There are many real estate investors attracted to Tenant-In-Common (TICs) for the purported tax savings through the like kind exchange provisions in the IRS code Section 1031, which allows for the investor a deferral of capital gains. Up until 2013, the capital gains rate was only 15%. Investors need to calculate the net amount of real estate that they are actually acquiring when they buy a Tenant-In-Common investment because many times it is less than 80% and the investor would net more money by paying the taxes.

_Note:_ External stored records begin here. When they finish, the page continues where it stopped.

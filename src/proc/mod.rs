//! Kernel process-event channel and local process inspection.
//!
//! The kernel's process connector multicasts a datagram for every fork, exec,
//! exit (and more) on the host. This module turns that firehose into a typed
//! stream of the two events the supervisor cares about:
//!
//! ```text
//! kernel ──► connector socket ──► in-kernel filter ──► decoder ──► ProcEvent
//!                                 (proc/filter.rs)     (proc/wire.rs)
//! ```
//!
//! - [`wire`]: fixed-layout record types and explicit-offset decoding
//! - [`filter`]: the socket-filter program that drops everything except
//!   EXEC/EXIT process-connector packets before user space sees them
//! - [`ProcConnector`]: the socket setup and the async receive loop
//! - [`ProcessTable`] / [`ProcFs`]: the `/proc` view used to seed the watched
//!   set and to repair missed notifications
//!
//! Delivery over the connector is best-effort (datagram semantics): a burst
//! can overflow the receive buffer and the loss is accepted, compensated by
//! the supervisor's periodic poll.

pub mod filter;
mod monitor;
mod table;
pub mod wire;

pub use monitor::{EventSource, ProcConnector};
pub use table::{ProcFs, ProcessTable};
pub use wire::ProcEvent;
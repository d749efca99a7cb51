//! # In-kernel packet filter for the connector socket.
//!
//! The process connector offers no subscription granularity: every listener
//! gets every fork/exec/exit/uid/comm/coredump event on the host. Rather than
//! paying a wakeup plus a decode per irrelevant datagram, a classic socket
//! filter is attached so the kernel drops them before delivery, which bounds
//! user-space CPU cost under event storms.
//!
//! The program passes a datagram only when all three hold:
//! - transport message type is the informational class ([`wire::NLMSG_DONE`]),
//! - connector ids name the process-events producer
//!   ([`wire::CN_IDX_PROC`]/[`wire::CN_VAL_PROC`]),
//! - the event kind is EXEC or EXIT.
//!
//! Everything else returns a zero accept length, i.e. is dropped.
//!
//! ## Byte order
//! Filter loads interpret packet bytes in network order, while the kernel
//! writes these headers native-endian. Comparison constants therefore go
//! through the `htons`/`htonl` transforms so the program is correct on
//! either endianness.

use crate::proc::wire;

// Instruction classes.
const BPF_LD: u16 = 0x00;
const BPF_JMP: u16 = 0x05;
const BPF_RET: u16 = 0x06;

// ld/ldx width and addressing mode.
const BPF_W: u16 = 0x00;
const BPF_H: u16 = 0x08;
const BPF_ABS: u16 = 0x20;

// jmp condition and operand source.
const BPF_JEQ: u16 = 0x10;
const BPF_K: u16 = 0x00;

/// Accept the whole packet.
const ACCEPT: u32 = 0xFFFF_FFFF;
/// Drop the packet.
const DROP: u32 = 0;

/// One socket-filter instruction, laid out as the kernel expects it.
#[repr(C)]
#[derive(Debug, Clone, Copy)]
pub struct SockFilter {
    /// Opcode.
    pub code: u16,
    /// Jump offset when the comparison holds.
    pub jt: u8,
    /// Jump offset when it does not.
    pub jf: u8,
    /// Immediate operand.
    pub k: u32,
}

/// Filter program descriptor passed to the attach socket option.
#[repr(C)]
pub struct SockFprog {
    /// Number of instructions.
    pub len: libc::c_ushort,
    /// Pointer to the first instruction.
    pub filter: *const SockFilter,
}

fn stmt(code: u16, k: u32) -> SockFilter {
    jump(code, k, 0, 0)
}

fn jump(code: u16, k: u32, jt: u8, jf: u8) -> SockFilter {
    SockFilter { code, jt, jf, k }
}

fn htons(v: u16) -> u32 {
    u32::from(v.to_be())
}

fn htonl(v: u32) -> u32 {
    v.to_be()
}

/// Builds the EXEC/EXIT process-event filter program.
///
/// Layout (pc: instruction):
/// ```text
///  0: ld  h [4]            transport type
///  1: jeq #info ? 3 : 2
///  2: ret #0               drop: wrong message class
///  3: ld  w [16]           connector idx
///  4: jeq #proc ? 6 : 5
///  5: ret #0               drop: other connector producer
///  6: ld  w [20]           connector val
///  7: jeq #proc ? 9 : 8
///  8: ret #0               drop: other producer instance
///  9: ld  w [36]           event kind
/// 10: jeq #exec ? 13 : 11
/// 11: jeq #exit ? 13 : 12
/// 12: ret #0               drop: uninteresting event kind
/// 13: ret #-1              accept whole packet
/// ```
pub fn proc_event_filter() -> Vec<SockFilter> {
    vec![
        stmt(BPF_LD | BPF_H | BPF_ABS, wire::NL_TYPE_OFFSET as u32),
        jump(BPF_JMP | BPF_JEQ | BPF_K, htons(wire::NLMSG_DONE), 1, 0),
        stmt(BPF_RET | BPF_K, DROP),
        stmt(BPF_LD | BPF_W | BPF_ABS, wire::CN_IDX_OFFSET as u32),
        jump(BPF_JMP | BPF_JEQ | BPF_K, htonl(wire::CN_IDX_PROC), 1, 0),
        stmt(BPF_RET | BPF_K, DROP),
        stmt(BPF_LD | BPF_W | BPF_ABS, wire::CN_VAL_OFFSET as u32),
        jump(BPF_JMP | BPF_JEQ | BPF_K, htonl(wire::CN_VAL_PROC), 1, 0),
        stmt(BPF_RET | BPF_K, DROP),
        stmt(BPF_LD | BPF_W | BPF_ABS, wire::EVENT_WHAT_OFFSET as u32),
        jump(BPF_JMP | BPF_JEQ | BPF_K, htonl(wire::PROC_EVENT_EXEC), 2, 0),
        jump(BPF_JMP | BPF_JEQ | BPF_K, htonl(wire::PROC_EVENT_EXIT), 1, 0),
        stmt(BPF_RET | BPF_K, DROP),
        stmt(BPF_RET | BPF_K, ACCEPT),
    ]
}
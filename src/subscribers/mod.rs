//! # Event subscribers for the runnervisor runtime.
//!
//! This module provides the [`Subscribe`] trait and the built-in
//! implementations for handling [`Event`](crate::Event)s emitted by the
//! supervisor.
//!
//! ## Architecture
//! ```text
//! Supervisor ── emit(&Event) ──► SubscriberSet
//!                                    │ (sequential, in emit order)
//!                              ┌─────┴─────┬──────────┐
//!                              ▼           ▼          ▼
//!                          LogWriter   SdNotify    Custom
//! ```
//!
//! Delivery is **sequential and awaited** on the supervisor's control thread:
//! no subscriber runs concurrently with another, and subscribers observe
//! events in exactly the order the supervisor produced them. A slow
//! subscriber therefore delays event processing; keep handlers short.
//!
//! ## Implementing custom subscribers
//! ```no_run
//! use runnervisor::{Event, Subscribe};
//! use async_trait::async_trait;
//!
//! struct Metrics;
//!
//! #[async_trait]
//! impl Subscribe for Metrics {
//!     async fn on_event(&self, event: &Event) {
//!         if let Event::ProtectionChanged { protected } = event {
//!             // gauge update
//!             let _ = protected;
//!         }
//!     }
//! }
//! ```

mod log;
mod notify;
mod subscriber;

pub use self::log::LogWriter;
pub use notify::SdNotify;
pub use subscriber::{Subscribe, SubscriberSet};
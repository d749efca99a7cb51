//! # Jitter policy for retry delays.
//!
//! [`JitterPolicy`] adds randomness to backoff delays so that a fleet of
//! hosts retrying against the same control plane does not retry in lockstep.
//!
//! - [`JitterPolicy::None`] — no randomization, predictable delays
//! - [`JitterPolicy::Full`] — random delay in [0, backoff_delay]
//! - [`JitterPolicy::Equal`] — delay = backoff_delay/2 + random[0, backoff_delay/2]

use rand::Rng;
use std::time::Duration;

/// Policy controlling randomization of retry delays.
///
/// ## Trade-offs
/// - **None**: Predictable, but risks thundering herd
/// - **Full**: Maximum randomness, aggressive load spreading
/// - **Equal**: Balanced (preserves ~75% of the original delay on average)
#[derive(Clone, Copy, Debug, Default, PartialEq, Eq)]
pub enum JitterPolicy {
    /// No jitter: use exact backoff delay.
    #[default]
    None,

    /// Full jitter: random delay in [0, backoff_delay].
    Full,

    /// Equal jitter: delay = backoff_delay/2 + random[0, backoff_delay/2].
    Equal,
}

impl JitterPolicy {
    /// Applies jitter to the given delay.
    pub fn apply(&self, delay: Duration) -> Duration {
        match self {
            JitterPolicy::None => delay,
            JitterPolicy::Full => Self::full_jitter(delay),
            JitterPolicy::Equal => Self::equal_jitter(delay),
        }
    }

    fn full_jitter(delay: Duration) -> Duration {
        if delay.is_zero() {
            return delay;
        }
        let nanos = delay.as_nanos().min(u128::from(u64::MAX)) as u64;
        Duration::from_nanos(rand::thread_rng().gen_range(0..=nanos))
    }

    fn equal_jitter(delay: Duration) -> Duration {
        let half = delay / 2;
        half + Self::full_jitter(half)
    }
}

#[cfg(test)]
mod tests {
    use super::*;

    #[test]
    fn none_is_identity() {
        let d = Duration::from_millis(250);
        assert_eq!(JitterPolicy::None.apply(d), d);
    }

    #[test]
    fn full_never_exceeds_input() {
        let d = Duration::from_millis(250);
        for _ in 0..100 {
            assert!(JitterPolicy::Full.apply(d) <= d);
        }
    }

    #[test]
    fn equal_keeps_lower_half() {
        let d = Duration::from_millis(250);
        for _ in 0..100 {
            let out = JitterPolicy::Equal.apply(d);
            assert!(out >= d / 2);
            assert!(out <= d);
        }
    }

    #[test]
    fn zero_delay_is_preserved() {
        assert_eq!(JitterPolicy::Full.apply(Duration::ZERO), Duration::ZERO);
        assert_eq!(JitterPolicy::Equal.apply(Duration::ZERO), Duration::ZERO);
    }
}
//! Presents tables on the terminal with aligned columns.
//!
//! The printer is a pure consumer of the store's public API: it only ever
//! sees the `columns()` / `rows()` copies, never the internals.

use colored::Colorize;

use crate::cli::colors::HEMATITE_RED;
use crate::store::{ResultTable, Table};

pub fn print_table(table: &Table) {
    //! Print a base table, header and all rows.

    print!("{}", render(&table.columns(), &table.rows()));
}

pub fn print_result(result: &ResultTable) {
    //! Print a projection result, header and all rows.

    print!("{}", render(&result.columns(), &result.rows()));
}

pub fn render(columns: &[String], rows: &[Vec<String>]) -> String {
    //! Lay out a header and rows with every column padded to the width of
    //! its widest cell.
    //!
    //! Returns the rendered block, one trailing newline included.

    let widths = column_widths(columns, rows);
    let mut out = String::new();

    // Pad before coloring; the escape codes would otherwise count into
    // the field width.
    let header: Vec<String> = columns
        .iter()
        .zip(widths.iter())
        .map(|(name, &width)| {
            format!("{:<width$}", name)
                .color(HEMATITE_RED)
                .bold()
                .to_string()
        })
        .collect();
    out.push_str(&header.join("  "));
    out.push('\n');

    for row in rows {
        let cells: Vec<String> = row
            .iter()
            .zip(widths.iter())
            .map(|(value, &width)| format!("{:<width$}", value))
            .collect();
        out.push_str(&cells.join("  "));
        out.push('\n');
    }

    out
}

fn column_widths(columns: &[String], rows: &[Vec<String>]) -> Vec<usize> {
    let mut widths: Vec<usize> = columns.iter().map(|name| name.len()).collect();

    for row in rows {
        for (index, value) in row.iter().enumerate() {
            if index < widths.len() && value.len() > widths[index] {
                widths[index] = value.len();
            }
        }
    }

    widths
}
use std::fmt::Display;

use crate::store::error::{DbError, Result};
use crate::store::record::Record;

/// Presents the outcome of a projection in table shape.
///
/// Same storage as [`super::Table`], relaxed contract: a projection may drop
/// or duplicate the key column, so rows are accepted on width alone, rows
/// are deleted by position instead of key, and no column is protected. A
/// result table is never registered with a database, never enters the
/// catalog and is never persisted.
#[derive(Debug, Clone)]
pub struct ResultTable {
    columns: Vec<String>,
    rows: Vec<Record>,
}

impl ResultTable {
    pub fn new(columns: Vec<String>) -> ResultTable {
        ResultTable {
            columns,
            rows: Vec::new(),
        }
    }

    pub fn add_row(&mut self, values: Vec<String>) -> Result<()> {
        //! Append a row. Width is the only check, duplicate keys are fine
        //! in a projection.

        if values.len() != self.columns.len() {
            return Err(DbError::ArityMismatch {
                expected: self.columns.len(),
                got: values.len(),
            });
        }

        self.rows.push(Record::new(values));
        Ok(())
    }

    pub fn delete_row(&mut self, index: usize) -> Result<Record> {
        //! Remove the row at `index`, zero based. Result rows have no
        //! usable key, so they are addressed by position.

        if index < self.rows.len() {
            Ok(self.rows.remove(index))
        } else {
            Err(DbError::OutOfRange(index))
        }
    }

    pub fn delete_column(&mut self, name: &str) -> Result<()> {
        //! Remove a column and the matching field of every row. Any column
        //! may go, including position 0.

        let index = self
            .columns
            .iter()
            .position(|column| column == name)
            .ok_or_else(|| DbError::NotFound(format!("column '{}'", name)))?;

        self.columns.remove(index);

        for row in self.rows.iter_mut() {
            row.remove_field(index)?;
        }

        Ok(())
    }

    pub fn columns(&self) -> Vec<String> {
        self.columns.clone()
    }

    pub fn rows(&self) -> Vec<Vec<String>> {
        self.rows.iter().map(|row| row.values()).collect()
    }

    pub fn row_count(&self) -> usize {
        self.rows.len()
    }
}

impl Display for ResultTable {
    fn fmt(&self, f: &mut std::fmt::Formatter<'_>) -> std::fmt::Result {
        let rows: Vec<String> = self.rows.iter().map(|row| format!("{}", row)).collect();
        writeln!(f, "{}\n{}", self.columns.join(" | "), rows.join("\n"))
    }
}
use hematite_db::store::{DbError, Record, ResultTable, Table};

fn _create_table(columns: Vec<&str>) -> Table {
    Table::new(
        "test_tb1".to_string(),
        columns.iter().map(|column| column.to_string()).collect(),
    )
    .unwrap()
}

fn _row(values: Vec<&str>) -> Vec<String> {
    values.iter().map(|value| value.to_string()).collect()
}

#[test]
fn record_positional_access() {
    let mut record = Record::new(_row(vec!["one", "two", "three"]));

    assert_eq!(record.get(0).unwrap(), "one");
    assert!(matches!(record.get(3), Err(DbError::OutOfRange(3))));

    record.set(2, "four".to_string()).unwrap();
    assert_eq!(record.get(2).unwrap(), "four");
    assert!(matches!(
        record.set(5, "x".to_string()),
        Err(DbError::OutOfRange(5))
    ));
}

#[test]
fn record_grows_and_shrinks() {
    let mut record = Record::new(_row(vec!["one", "two", "three"]));

    record.remove_field(1).unwrap();
    assert_eq!(record.len(), 2);
    assert_eq!(record.get(1).unwrap(), "three");

    record.append_field(Some("test"));
    assert_eq!(record.get(2).unwrap(), "test");

    record.append_field(None);
    assert_eq!(record.get(3).unwrap(), "");

    assert!(matches!(record.remove_field(9), Err(DbError::OutOfRange(9))));
}

#[test]
fn table_rejects_empty_column_list() {
    let result = Table::new("empty".to_string(), vec![]);
    assert!(matches!(
        result,
        Err(DbError::ArityMismatch { expected: 1, got: 0 })
    ));
}

#[test]
fn table_add_row_grows_by_one_in_order() {
    let mut table = _create_table(vec!["id", "name"]);

    table.add_row(_row(vec!["1", "Jansen"])).unwrap();
    assert_eq!(table.row_count(), 1);

    table.add_row(_row(vec!["2", "Bonega"])).unwrap();
    assert_eq!(table.row_count(), 2);
    assert_eq!(table.rows()[1], _row(vec!["2", "Bonega"]));
}

#[test]
fn table_add_row_checks_arity() {
    let mut table = _create_table(vec!["id", "name"]);

    let result = table.add_row(_row(vec!["1", "Jansen", "extra"]));
    assert!(matches!(
        result,
        Err(DbError::ArityMismatch { expected: 2, got: 3 })
    ));
    assert_eq!(table.row_count(), 0);
}

#[test]
fn table_add_row_rejects_duplicate_key_and_stays_unchanged() {
    let mut table = _create_table(vec!["id", "name"]);
    table.add_row(_row(vec!["1", "Jansen"])).unwrap();

    let result = table.add_row(_row(vec!["1", "Bonega"]));
    assert!(matches!(result, Err(DbError::DuplicateKey(key)) if key == "1"));

    assert_eq!(table.row_count(), 1);
    assert_eq!(table.rows()[0], _row(vec!["1", "Jansen"]));
}

#[test]
fn table_delete_row_by_key() {
    let mut table = _create_table(vec!["id", "name"]);
    table.add_row(_row(vec!["1", "Jansen"])).unwrap();
    table.add_row(_row(vec!["2", "Bonega"])).unwrap();

    let deleted = table.delete_row("1").unwrap();
    assert_eq!(deleted.get(1).unwrap(), "Jansen");
    assert_eq!(table.row_count(), 1);

    assert!(matches!(table.delete_row("1"), Err(DbError::NotFound(_))));
}

#[test]
fn table_add_column_extends_every_row() {
    let mut table = _create_table(vec!["id", "name"]);
    table.add_row(_row(vec!["1", "Jansen"])).unwrap();
    table.add_row(_row(vec!["2", "Bonega"])).unwrap();

    table.add_column("age", Some("0"));
    assert_eq!(table.columns(), _row(vec!["id", "name", "age"]));
    assert_eq!(table.rows()[0], _row(vec!["1", "Jansen", "0"]));

    table.add_column("note", None);
    assert_eq!(table.rows()[1], _row(vec!["2", "Bonega", "0", ""]));
}

#[test]
fn table_add_then_delete_column_restores_shape() {
    let mut table = _create_table(vec!["id", "name"]);
    table.add_row(_row(vec!["1", "Jansen"])).unwrap();

    let columns_before = table.columns();
    table.add_column("age", Some("30"));
    table.delete_column("age").unwrap();

    assert_eq!(table.columns(), columns_before);
    assert_eq!(table.rows()[0].len(), columns_before.len());
}

#[test]
fn table_delete_column_protects_primary_key() {
    let mut table = _create_table(vec!["id", "name"]);

    let result = table.delete_column("id");
    assert!(matches!(result, Err(DbError::PrimaryKeyProtected(name)) if name == "id"));
    assert_eq!(table.columns(), _row(vec!["id", "name"]));
}

#[test]
fn table_delete_column_unknown_name() {
    let mut table = _create_table(vec!["id", "name"]);
    assert!(matches!(
        table.delete_column("ghost"),
        Err(DbError::NotFound(_))
    ));
}

#[test]
fn table_rename_column_is_metadata_only() {
    let mut table = _create_table(vec!["id", "name"]);
    table.add_row(_row(vec!["1", "Jansen"])).unwrap();

    table.rename_column("name", "full_name").unwrap();
    assert_eq!(table.columns(), _row(vec!["id", "full_name"]));
    assert_eq!(table.rows()[0], _row(vec!["1", "Jansen"]));

    assert!(matches!(
        table.rename_column("ghost", "x"),
        Err(DbError::NotFound(_))
    ));
}

#[test]
fn table_getters_return_defensive_copies() {
    let mut table = _create_table(vec!["id", "name"]);
    table.add_row(_row(vec!["1", "Jansen"])).unwrap();

    let mut columns = table.columns();
    columns.push("intruder".to_string());
    let mut rows = table.rows();
    rows[0][1] = "mutated".to_string();
    let mut records = table.records();
    records[0].set(0, "mutated".to_string()).unwrap();

    assert_eq!(table.columns(), _row(vec!["id", "name"]));
    assert_eq!(table.rows()[0], _row(vec!["1", "Jansen"]));
}

#[test]
fn result_table_allows_duplicate_keys() {
    let mut result = ResultTable::new(_row(vec!["name"]));

    result.add_row(_row(vec!["Jansen"])).unwrap();
    result.add_row(_row(vec!["Jansen"])).unwrap();
    assert_eq!(result.row_count(), 2);
}

#[test]
fn result_table_checks_arity_only() {
    let mut result = ResultTable::new(_row(vec!["id", "name"]));

    let outcome = result.add_row(_row(vec!["1"]));
    assert!(matches!(
        outcome,
        Err(DbError::ArityMismatch { expected: 2, got: 1 })
    ));
}

#[test]
fn result_table_deletes_rows_by_position() {
    let mut result = ResultTable::new(_row(vec!["id", "name"]));
    result.add_row(_row(vec!["1", "Jansen"])).unwrap();
    result.add_row(_row(vec!["2", "Bonega"])).unwrap();

    let removed = result.delete_row(0).unwrap();
    assert_eq!(removed.get(1).unwrap(), "Jansen");
    assert_eq!(result.rows()[0], _row(vec!["2", "Bonega"]));

    assert!(matches!(result.delete_row(7), Err(DbError::OutOfRange(7))));
}

#[test]
fn result_table_may_drop_its_first_column() {
    let mut result = ResultTable::new(_row(vec!["id", "name"]));
    result.add_row(_row(vec!["1", "Jansen"])).unwrap();

    result.delete_column("id").unwrap();
    assert_eq!(result.columns(), _row(vec!["name"]));
    assert_eq!(result.rows()[0], _row(vec!["Jansen"]));
}
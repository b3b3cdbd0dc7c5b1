use std::fmt::Display;

use serde::{Deserialize, Serialize};

use crate::store::error::{DbError, Result};

/// Holds a single record in a table, aka a row.
///
/// A record has no identity beyond its position inside the table that owns
/// it, and it never moves between tables. Its width always equals the owning
/// table's column count; the column operations on [`super::Table`] keep the
/// two in step by calling [`Record::append_field`] and
/// [`Record::remove_field`] on every row.
#[derive(Debug, Clone, PartialEq, Eq, Serialize, Deserialize)]
pub struct Record(Vec<String>);

impl Record {
    pub fn new(values: Vec<String>) -> Record {
        Record(values)
    }

    pub fn get(&self, index: usize) -> Result<&str> {
        //! Get the value of the field at `index`.

        self.0
            .get(index)
            .map(|value| value.as_str())
            .ok_or(DbError::OutOfRange(index))
    }

    pub fn set(&mut self, index: usize, value: String) -> Result<()> {
        //! Overwrite the value of the field at `index`.

        match self.0.get_mut(index) {
            Some(field) => {
                *field = value;
                Ok(())
            }
            None => Err(DbError::OutOfRange(index)),
        }
    }

    pub fn append_field(&mut self, value: Option<&str>) {
        //! Grow the record by one field, used when a column is added.
        //! With no default value the new field is the empty string.

        self.0.push(value.unwrap_or_default().to_string());
    }

    pub fn remove_field(&mut self, index: usize) -> Result<()> {
        //! Shrink the record by one field, used when a column is dropped.

        if index < self.0.len() {
            self.0.remove(index);
            Ok(())
        } else {
            Err(DbError::OutOfRange(index))
        }
    }

    pub fn values(&self) -> Vec<String> {
        //! Get a copy of all field values, in column order.

        self.0.clone()
    }

    pub fn len(&self) -> usize {
        self.0.len()
    }

    pub fn is_empty(&self) -> bool {
        self.0.is_empty()
    }
}

impl Display for Record {
    fn fmt(&self, f: &mut std::fmt::Formatter<'_>) -> std::fmt::Result {
        write!(f, "{}", self.0.join(" | "))
    }
}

Also, a factor to consider is that a TIC investment is really just a creative way to finance a real estate transaction that results in 1031 investors acquiring significantly more real estate than they needed to accomplish the like kind exchange. For example, if an investor sells 2 multi-family units and has $500k in proceeds, all the investor needs to do is purchase $500k or more in like kind real estate to qualify under section 1031. However, many TIC deals are highly leveraged and the $500k they use to buy into the property is usually encumbered by a pro rata share of a mortgage, which is typically 3 times the investment and the investor will end up with 4 times the amount of real estate they need to effectuate their 1031 exchange.
Securities Lawyer, Lars Soreide, points out that, “One of the errors investors make in TIC cases is to assume that the unit value of the investment equals the property value divided by the units.” When TIC cases are litigated, “many of these cases bog down in property valuation when in reality the issue in not the property value but the investment value, which is next to worthless even if the property has residual value. Think of this way, who would buy a unit in this investment given that the purchaser would have to take on 150% on additional debt, give up all property rights to become a tenant in common that is worthless as collateral and cannot be turned into cash? Given the structure of ownership with loans with covenants signed by the sponsor and cross collateralized usually, property value is secondary in these cases.” Often these investments are sold by a stock broker or financial adviser because a Tenant-in-Common Investment is a security. In a FINRA arbitration, “often Respondents/Defendants put on an appraiser to prove the property value, but there is an objection on relevance of this testimony because the appraiser does not opine on the market value of the security on the notional value of the unit which is usually not much at all if anything,” says Soreide. It is “critical to obtain the principal loan documents and assumption agreements to ascertain how encumbered and how much real estate you actually own.”
Soreide Law Group represents investors nationwide in Tenant-In-Common (TIC) cases before the Financial Industry Regulatory Authority. For a free consultation on how to potentially recover your financial losses call: 888-760-6552. More information on TICs and FINRA Arbitrations can be found on http://www.securitieslawyer.com.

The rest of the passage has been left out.